13 PMI NTT meninggal selama Januari 2019

4 Februari 2019 08:49 WIB
13 PMI NTT meninggal selama Januari 2019
Sejumlah mahasiswa yang tergabung dalam Aliansi Mahasiswa Peduli Kemanusiaan (AMPK), berunjukrasa di Kantor Gubernur NTT, Kota Kupang, NTT, Senin, (14/1/19). AMPK memprotes pencegahan keberangkatan seorang mahasiswi asal Kabupaten Alor oleh Satgas Perdagangan Orang di Bandara El Tari karena menduga mahasiswi bernama Selfiana Etidena yang kuliah di Yogyakarta itu adalah korban perdagangan orang. ANTARA FOTO/Kornelis Kaha/wsj. (Antara Foto/Kornelis Kaha)
Kupang (ANTARA News) - Pelayanan Advokasi untuk Keadilan dan Perdamaian (Padma) Indonesia mencatat, selama Januari 2019, sudah 13 orang Pekerja Migran Indonesia (PMI) asal Nusa Tenggara Timur (NTT) yang meninggal dunia.

"Sampai hari ini, jumlah Pekerja Migran Indonesia asal NTT yang pulang dalam kondisi meninggal ke NTT sudah menjadi 13 jenazah," kata Direktur

Pelayanan Advokasi untuk Keadilan dan Perdamaian (Padma) Indonesia, Gabriel Goa kepada Antara melalui pesan WhatsApp, Senin terkait PMI asal NTT.

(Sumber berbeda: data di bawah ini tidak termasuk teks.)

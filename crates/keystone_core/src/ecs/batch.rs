// batch.rs - Reusable multi-change descriptions
//
// An `EntityBatch` lists component/tag additions and removals. Applying it
// folds every change into one archetype move, so an entity gaining five
// components moves once instead of five times.

use std::any::Any;
use std::fmt;

use crate::ecs::store::{Changes, Op};
use crate::ecs::unique;
use crate::ecs::{
    component_id, marker_meta, tag_id, Component, ComponentRole, EcsError, EcsResult, Entity, EntityStore, MarkerId,
    Pid, Signature, Tag,
};

/// Component value that can be copied out of a reusable batch.
trait BatchValue: Send + Sync {
    fn clone_boxed(&self) -> Box<dyn Any + Send>;
    fn into_boxed(self: Box<Self>) -> Box<dyn Any + Send>;
}

impl<T: Component + Clone> BatchValue for T {
    fn clone_boxed(&self) -> Box<dyn Any + Send> {
        Box::new(self.clone())
    }

    fn into_boxed(self: Box<Self>) -> Box<dyn Any + Send> {
        self
    }
}

enum BatchOp {
    Add {
        marker: MarkerId,
        value: Option<Box<dyn BatchValue>>,
    },
    Remove {
        marker: MarkerId,
    },
}

/// Ordered list of structural changes, applied as one move.
///
/// # Example
/// ```ignore
/// let batch = EntityBatch::new()
///     .add(Position { x: 1, y: 2, z: 3 })
///     .add_tag::<Enemy>();
/// let e = store.create_from_batch(&batch)?;
/// store.apply_batch(other, &batch)?;
/// ```
#[derive(Default)]
pub struct EntityBatch {
    ops: Vec<BatchOp>,
}

impl EntityBatch {
    pub fn new() -> Self {
        Self::default()
    }

    pub fn add<T: Component + Clone>(mut self, value: T) -> Self {
        self.ops.push(BatchOp::Add {
            marker: component_id::<T>(),
            value: Some(Box::new(value)),
        });
        self
    }

    pub fn add_tag<T: Tag>(mut self) -> Self {
        self.ops.push(BatchOp::Add {
            marker: tag_id::<T>(),
            value: None,
        });
        self
    }

    pub fn remove<T: Component>(mut self) -> Self {
        self.ops.push(BatchOp::Remove {
            marker: component_id::<T>(),
        });
        self
    }

    pub fn remove_tag<T: Tag>(mut self) -> Self {
        self.ops.push(BatchOp::Remove { marker: tag_id::<T>() });
        self
    }

    pub fn len(&self) -> usize {
        self.ops.len()
    }

    pub fn is_empty(&self) -> bool {
        self.ops.is_empty()
    }

    pub fn clear(&mut self) {
        self.ops.clear();
    }

    /// Ops with cloned values; the batch stays usable.
    pub(crate) fn to_ops(&self) -> Vec<Op> {
        self.ops
            .iter()
            .map(|op| match op {
                BatchOp::Add { marker, value } => Op::Add {
                    marker: *marker,
                    value: value.as_ref().map(|value| value.clone_boxed()),
                },
                BatchOp::Remove { marker } => Op::Remove { marker: *marker },
            })
            .collect()
    }

    /// Ops with the batch's own values moved out.
    pub(crate) fn into_ops(self) -> Vec<Op> {
        self.ops
            .into_iter()
            .map(|op| match op {
                BatchOp::Add { marker, value } => Op::Add {
                    marker,
                    value: value.map(|value| value.into_boxed()),
                },
                BatchOp::Remove { marker } => Op::Remove { marker },
            })
            .collect()
    }
}

impl fmt::Debug for EntityBatch {
    fn fmt(&self, f: &mut fmt::Formatter<'_>) -> fmt::Result {
        let mut list = f.debug_list();
        for op in &self.ops {
            let (verb, marker) = match op {
                BatchOp::Add { marker, .. } => ("add", *marker),
                BatchOp::Remove { marker } => ("remove", *marker),
            };
            let name = marker_meta(marker).map_or("<unregistered>", |meta| meta.name);
            list.entry(&format_args!("{verb} {name}"));
        }
        list.finish()
    }
}

impl EntityStore {
    /// Apply every change of `batch` to `entity` in one move.
    ///
    /// Nothing changes if any step fails.
    pub fn apply_batch(&mut self, entity: Entity, batch: &EntityBatch) -> EcsResult<()> {
        self.apply_ops(entity, batch.to_ops())?;
        Ok(())
    }

    /// Create an entity that already carries everything `batch` adds.
    pub fn create_from_batch(&mut self, batch: &EntityBatch) -> EcsResult<Entity> {
        self.create_with_ops(None, batch.to_ops())
    }

    pub fn create_from_batch_with_pid(&mut self, pid: Pid, batch: &EntityBatch) -> EcsResult<Entity> {
        self.create_with_ops(Some(pid), batch.to_ops())
    }

    /// Create `count` entities sharing the contents of `batch`.
    ///
    /// The target archetype is resolved once and its rows reserved up front.
    pub fn create_many(&mut self, batch: &EntityBatch, count: usize) -> EcsResult<Vec<Entity>> {
        let probe = Changes::fold(self.index.handle(0), &[], &[], batch.to_ops(), false)?;
        self.check_values(None, &probe.values)?;
        // Copies of one unique key would collide with each other.
        if count > 1 {
            let key = probe
                .values
                .iter()
                .filter(|(marker, _)| is_unique(*marker))
                .find_map(|(_, value)| unique::key_of(value.as_ref()));
            if let Some(key) = key {
                return Err(EcsError::DuplicateUniqueKey {
                    key: key.to_owned(),
                    holder: 0,
                });
            }
        }

        let target = self.archetypes.get_or_create(&Signature::from_markers(probe.markers.clone()));
        self.reserve_rows(target, count);
        let mut entities = Vec::with_capacity(count);
        let mut next = Some(probe);
        for _ in 0..count {
            let changes = match next.take() {
                Some(changes) => changes,
                None => Changes::fold(self.index.handle(0), &[], &[], batch.to_ops(), false)?,
            };
            entities.push(self.spawn_into(target, None, changes)?);
        }
        Ok(entities)
    }
}

fn is_unique(marker: MarkerId) -> bool {
    marker_meta(marker).is_some_and(|meta| meta.role == ComponentRole::Unique)
}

Menurut dia, hal penting yang harus dilakukan adalah Pemerintah Provinsi NTT perlu segera melakukan pendataan terhadap seluruh PMI asal NTT yang bekerja di luar negeri, baik yang berangkat secara prosedural maupun non prosedural.

Pendataan ini penting dilakukan, untuk mengetahui jumlah PMI yang berada di luar negeri.

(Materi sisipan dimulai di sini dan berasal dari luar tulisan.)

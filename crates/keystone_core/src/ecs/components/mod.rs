// components/mod.rs - Components the store itself understands

mod hierarchy;
mod name;
mod unique;

pub use hierarchy::{Children, Parent};
pub use name::EntityName;
pub use unique::UniqueEntity;
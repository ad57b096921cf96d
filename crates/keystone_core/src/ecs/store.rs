// store.rs - The entity store
//
// Every structural change (component or tag added/removed, several at once
// from a batch or command buffer) goes through one path: the requested ops
// are folded into their net `Changes`, validated into a `Plan` without
// touching any state, then executed as a single row move.

use std::any::Any;

use keystone_metrics::{metrics, Counter};
use tracing::{trace, warn};

use crate::config::{PidMode, StoreConfig};
use crate::ecs::archetype::{ArchetypeRegistry, RemovedValues, EMPTY_ARCHETYPE};
use crate::ecs::entity_index::EntityIndex;
use crate::ecs::links::LinkIndex;
use crate::ecs::unique::{self, UniqueIndex};
use crate::ecs::{
    component_id, marker_meta, tag_id, ArchetypeId, Children, Component, ComponentRole, EcsError, EcsResult,
    Entity, EntityId, EntityLocation, MarkerId, Parent, Pid, Signature, Tag, UniqueEntity,
};

/// One requested structural change.
pub(crate) enum Op {
    /// Attach a marker. Components carry their value, tags carry none.
    Add {
        marker: MarkerId,
        value: Option<Box<dyn Any + Send>>,
    },
    Remove {
        marker: MarkerId,
    },
}

impl Op {
    pub fn add<T: Component>(value: T) -> Self {
        Op::Add {
            marker: component_id::<T>(),
            value: Some(Box::new(value)),
        }
    }

    pub fn add_tag<T: Tag>() -> Self {
        Op::Add {
            marker: tag_id::<T>(),
            value: None,
        }
    }

    pub fn remove<T: Component>() -> Self {
        Op::Remove {
            marker: component_id::<T>(),
        }
    }

    pub fn remove_tag<T: Tag>() -> Self {
        Op::Remove { marker: tag_id::<T>() }
    }

    pub fn marker(&self) -> MarkerId {
        match self {
            Op::Add { marker, .. } | Op::Remove { marker } => *marker,
        }
    }
}

/// Net effect of a sequence of ops on one entity.
pub(crate) struct Changes {
    /// Final signature, sorted.
    pub markers: Vec<MarkerId>,
    /// Final attachment order.
    pub order: Vec<MarkerId>,
    /// Component values to write, last write per marker wins.
    pub values: Vec<(MarkerId, Box<dyn Any + Send>)>,
    /// Set when the changes come from exactly one op.
    single: Option<(MarkerId, bool)>,
}
use serde::{Deserialize, Serialize};

use crate::ecs::{Component, ComponentRole};

/// Store-wide unique string key, looked up with `EntityStore::unique_entity`.
///
/// Adding a key that another live entity already holds fails with
/// `EcsError::DuplicateUniqueKey`.
#[derive(Debug, Clone, Default, PartialEq, Eq, Serialize, Deserialize)]
pub struct UniqueEntity {
    pub uid: String,
}

impl UniqueEntity {
    pub fn new(uid: impl Into<String>) -> Self {
        Self { uid: uid.into() }
    }
}

impl Component for UniqueEntity {
    const KEY: &'static str = "unique";
    const ROLE: ComponentRole = ComponentRole::Unique;
}
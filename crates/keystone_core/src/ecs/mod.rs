//! Archetype-based entity store.
//!
//! Entities sharing the same set of components and tags (their signature)
//! live together in one archetype table with a dense column per component.
//! Structural changes move an entity's row between archetypes and compact the
//! vacated row by swapping in the last one. Queries cache the archetypes they
//! match and hand out contiguous column slices.
//!
//! Relations are plain components holding entity ids: `Parent`/`Children`
//! for the hierarchy and user-defined link components, with reverse indexes
//! kept by the store.

mod archetype;
mod batch;
mod commands;
mod component;
pub mod components;
mod entity;
mod entity_index;
mod entity_list;
mod error;
mod hierarchy;
mod links;
mod query;
mod signature;
mod snapshot;
pub mod storage;
pub(crate) mod store;
pub(crate) mod unique;


pub use archetype::{Archetype, ArchetypeId, ArchetypeRegistry, EMPTY_ARCHETYPE};
pub use batch::EntityBatch;
pub use commands::CommandBuffer;
pub use component::{
    component_by_key, component_id, marker_meta, tag_by_name, tag_id, Component, ComponentRole, MarkerId,
    MarkerKind, MarkerMeta, Tag,
};
pub use components::{Children, EntityName, Parent, UniqueEntity};
pub use entity::{Entity, EntityId, EntityLocation, Pid};
pub use entity_list::EntityList;
pub use error::{EcsError, EcsResult};
pub use links::{EntityLink, EntityLinks};
pub use query::{Chunk, ChunkRef, Chunks, Query};
pub use signature::Signature;
pub use snapshot::EntitySnapshot;
pub use store::EntityStore;
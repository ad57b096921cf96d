// hierarchy.rs - Parent and child references
//
// Both components are written only by the hierarchy operations on
// `EntityStore`, which keep them mirrored: `b` lists `a` in its `Children`
// exactly when `a` has `Parent(b)`.

use serde::{Deserialize, Serialize};

use crate::ecs::{Component, ComponentRole, EntityId};

/// Points at the entity's parent.
#[derive(Debug, Clone, Copy, PartialEq, Eq, Serialize, Deserialize)]
#[serde(transparent)]
pub struct Parent(EntityId);

impl Parent {
    pub(crate) fn new(id: EntityId) -> Self {
        Self(id)
    }

    pub fn id(&self) -> EntityId {
        self.0
    }
}

impl Component for Parent {
    const KEY: &'static str = "parent";
    const ROLE: ComponentRole = ComponentRole::Parent;
}

/// Ordered list of direct children.
#[derive(Debug, Clone, Default, PartialEq, Eq, Serialize, Deserialize)]
#[serde(transparent)]
pub struct Children(Vec<EntityId>);

impl Children {
    pub(crate) fn new(ids: Vec<EntityId>) -> Self {
        Self(ids)
    }

    pub fn ids(&self) -> &[EntityId] {
        &self.0
    }

    pub fn len(&self) -> usize {
        self.0.len()
    }

    pub fn is_empty(&self) -> bool {
        self.0.is_empty()
    }

    pub fn contains(&self, id: EntityId) -> bool {
        self.0.contains(&id)
    }

    pub(crate) fn push(&mut self, id: EntityId) {
        self.0.push(id);
    }

    /// Insert at `index`, clamped to the current length.
    pub(crate) fn insert(&mut self, index: usize, id: EntityId) {
        let index = index.min(self.0.len());
        self.0.insert(index, id);
    }

    /// Remove `id`, keeping the order of the remaining children.
    pub(crate) fn remove(&mut self, id: EntityId) -> bool {
        match self.0.iter().position(|&child| child == id) {
            Some(pos) => {
                self.0.remove(pos);
                true
            }
            None => false,
        }
    }
}

impl Component for Children {
    const KEY: &'static str = "children";
    const ROLE: ComponentRole = ComponentRole::Children;
}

"Data ini penting agar bisa dicarikan solusi secara bersama-sama, termasuk membangun komunikasi dengan pemerintah negara tempat PMI bekerja untuk memberikan perlindungan kepada PMI kita," katanya.

Kedua, Pemerintah dan DPRD NTT perlu segera memanggil Kapolda, Kajati, Ketua Pengadilan Tingi beserta semua Kapolres, Kajari dan Ketua PN se-NTT untuk membahas tentang penegakan hukum.

Artinya, tindak pidana perdagangan orang (TPPO) harus dilakukan secara sungguh-sungguh dan jangan sampai ada "kongkalikong" dengan pelaku perdagangan orang dan aktor intelektualis TPPO, katanya.

Langkah ketiga adalah, pemerintah harus mengoptimalkan layanan terpadu satu atap (LTSA) di Tambolaka, Sumba Barat Daya, di Kupang dan di Maumere.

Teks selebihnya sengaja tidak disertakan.